Neal, an expert in religion, ethics and culture, explores with his students what hip hop says about society — the good, bad, beautiful and ugly.
“It’s important to think about hip hop as a serious subject of study and not just discount or condemn it. I loved the way that Dr. Neal synthesized religion, race and history all in one class, using history to explain the origins of hip hop and religion, ” says senior religion major Nina Foster.
Hip hop, which encompasses rap, dance, art, graffiti, DJ-ing and fashion, might seem easy to dismiss as a topic without academic heft, but listening to Neal, it’s clear that as a cultural phenomenon, understanding hip hop is a way to learn about American history, black culture and ourselves.
“American popular culture and black popular culture are consumed worldwide. That hip hop is a global phenomenon is reason enough to invest serious study into its place in our lives — both past and present,” says Neal. “In class, my students learn to think about the connections between hip hop and the stories we’ve all grown up with as Americans — the idea of the self-made man, the achievement of the American dream, and the belief that hard work will lead to the good life.”
“By studying hip hop, I learned to synthesize race, religion and my identity as a black woman,” Foster says.
With a passion for music, Neal at one time considered a career as a DJ. Instead, he found a creative way to share his first love with others who want to learn what music can tell us about the world in which we live.
9th Wonder: Another music enthusiast turned teacher
On Sept. 12, students had the chance to hear from another music lover turned teacher, Patrick Douthit, professionally known as 9th Wonder.
Born and raised in Winston-Salem, the Grammy Award-winning producer visited the Reynolda Campus for the hometown screening of “The Hip-Hop Fellow,” a feature length documentary about his tenure at Harvard University teaching a “Standards of Hip Hop” course, conducting research for his thesis and exploring hip hop’s history, culture and role in academia.
From Motown to Gospel to Duran Duran to the birth of MTV, 9th traced the history of hip hop for the audience. “It’s where I learned about who I am and gained an appreciation for modern black history beyond the bulletin board pictures of Martin Luther King and Harriet Tubman,” he said. “Music is an education. It’s an unconventional bridge to our past.”
As part of the talk, Douthit reminded the audience of a time not so long ago when waiting for a song to come on the radio, hoping to be in front of the television to catch a much-talked about video and hunting down an album were part of the musical landscape. No YouTube. No downloading singles. Sometimes it took months or longer for hip-hop music to move across the country.
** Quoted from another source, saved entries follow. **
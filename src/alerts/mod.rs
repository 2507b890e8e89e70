/// Alert dispatch and message truncation
pub mod alert_manager;
pub mod alert_cache;
pub mod notifier;
pub mod send_policy;

pub use alert_cache::{AggregatedAlert, AlertCache, AlertDecision};
pub use alert_manager::AlertDispatcher;
pub use notifier::{DingTalkNotifier, LogNotifier, Notifier, WeChatNotifier};
pub use send_policy::SendPolicy;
Technology changes the way we consume popular culture
The lighting speed with which a song or video today becomes a part of our lives and then often fades away makes thoughtful reflection more challenging.
One of Neal’s goals in his religion and hip hop class is to help students think broadly and analytically about what we consume rather than passively absorbing popular culture.
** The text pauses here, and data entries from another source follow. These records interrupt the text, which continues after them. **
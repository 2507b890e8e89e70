use crate::error::IndexError;
use crate::indexer::record::IndexRecord;
use crate::events::Timestamp;
use log::{debug, warn};
use reqwest::Client;
use std::future::Future;
use std::pin::Pin;
use std::time::Duration;

/// Sink for processed event records
pub trait Indexer: Send + Sync {
    fn index<'a>(
        &'a self,
        record: &'a IndexRecord,
    ) -> Pin<Box<dyn Future<Output = Result<(), IndexError>> + Send + 'a>>;
}

/// Elasticsearch document writer with daily indices
///
/// Each record is POSTed to `{node}/{index}-{YYYY.MM.DD}/_doc`. Nodes are tried in
/// the configured order until one accepts the document.
pub struct ElasticsearchIndexer {
    client: Client,
    nodes: Vec<String>,
    index: String,
}

impl ElasticsearchIndexer {
    pub fn new(nodes: Vec<String>, index: String) -> Self {
        let client = Client::builder()
            .timeout(Duration::from_secs(10))
            .build()
            .unwrap_or_default();

        Self {
            client,
            nodes,
            index,
        }
    }

    /// Daily index name for a record timestamp
    pub fn index_name(&self, at: Timestamp) -> String {
        format!("{}-{}", self.index, at.format("%Y.%m.%d"))
    }

    /// Document endpoint on one node
    pub fn document_url(&self, node: &str, at: Timestamp) -> String {
        format!("{}/{}/_doc", node.trim_end_matches('/'), self.index_name(at))
    }

    async fn post(&self, url: &str, record: &IndexRecord) -> Result<(), IndexError> {
        let response = self.client.post(url).json(record).send().await?;
        let status = response.status();
        if !status.is_success() {
            let body = response.text().await.unwrap_or_default();
            return Err(IndexError::Status {
                status: status.as_u16(),
                body,
            });
        }
        Ok(())
    }
}

impl Indexer for ElasticsearchIndexer {
    fn index<'a>(
        &'a self,
        record: &'a IndexRecord,
    ) -> Pin<Box<dyn Future<Output = Result<(), IndexError>> + Send + 'a>> {
        Box::pin(async move {
            let mut failures = Vec::new();
            for node in &self.nodes {
                let url = self.document_url(node, record.processed_at);
                match self.post(&url, record).await {
                    Ok(()) => {
                        debug!("Indexed {} on {}", record.event_id, node);
                        return Ok(());
                    }
                    Err(e) => {
                        warn!("Index node {} rejected {}: {}", node, record.event_id, e);
                        failures.push(format!("{}: {}", node, e));
                    }
                }
            }
            Err(IndexError::AllNodesFailed(failures.join("; ")))
        })
    }
}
“Technology has definitely diminished our capacity for the patience, time and discipline needed for critical thinking,” says Neal. “Those of us who research popular culture have the fortune and challenge of helping students become more thoughtful consumers.”
More shifts are on the horizon, Neal says. Ever evolving social media intensifies the challenge of cultivating the kind of critical thinking skills needed to offset passive consumption.
Watch “The Hip Hop Fellow” trailer on YouTube.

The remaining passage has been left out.